■ **Task brief**
Examine each line of the data. Copy those that contain the string "Deserialize".

■ **Material provided**

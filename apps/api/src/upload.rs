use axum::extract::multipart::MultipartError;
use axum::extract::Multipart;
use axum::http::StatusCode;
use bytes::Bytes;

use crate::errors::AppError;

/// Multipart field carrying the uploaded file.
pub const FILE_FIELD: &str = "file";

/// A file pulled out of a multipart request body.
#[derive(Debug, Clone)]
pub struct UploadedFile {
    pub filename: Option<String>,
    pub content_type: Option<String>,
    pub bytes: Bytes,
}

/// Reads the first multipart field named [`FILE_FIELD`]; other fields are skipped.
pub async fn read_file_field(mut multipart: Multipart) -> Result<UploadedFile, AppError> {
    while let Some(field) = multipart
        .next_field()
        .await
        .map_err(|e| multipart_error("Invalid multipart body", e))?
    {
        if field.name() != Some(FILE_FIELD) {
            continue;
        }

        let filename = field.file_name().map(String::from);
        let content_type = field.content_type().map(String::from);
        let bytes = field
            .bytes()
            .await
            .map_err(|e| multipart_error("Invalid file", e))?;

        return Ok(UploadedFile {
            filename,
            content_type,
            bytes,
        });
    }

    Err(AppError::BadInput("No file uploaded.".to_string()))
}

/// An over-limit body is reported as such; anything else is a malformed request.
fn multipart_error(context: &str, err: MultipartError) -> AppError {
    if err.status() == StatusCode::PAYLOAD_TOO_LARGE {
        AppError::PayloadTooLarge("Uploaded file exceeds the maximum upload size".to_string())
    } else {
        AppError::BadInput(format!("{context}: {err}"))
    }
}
==
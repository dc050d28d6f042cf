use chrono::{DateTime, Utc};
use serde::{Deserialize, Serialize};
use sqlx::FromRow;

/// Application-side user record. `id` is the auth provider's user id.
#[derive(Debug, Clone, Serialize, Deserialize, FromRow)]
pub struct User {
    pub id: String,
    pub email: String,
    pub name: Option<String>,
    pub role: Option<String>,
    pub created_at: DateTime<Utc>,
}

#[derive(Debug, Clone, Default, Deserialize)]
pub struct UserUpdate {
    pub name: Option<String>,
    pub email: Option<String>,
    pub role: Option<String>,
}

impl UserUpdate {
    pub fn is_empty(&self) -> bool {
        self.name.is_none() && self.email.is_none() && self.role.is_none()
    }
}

■ **Solution for this exercise**
use serde::{Deserialize, Serialize};
#[derive(Debug, Clone, Serialize, Deserialize, FromRow)]
#[derive(Debug, Clone, Default, Deserialize)]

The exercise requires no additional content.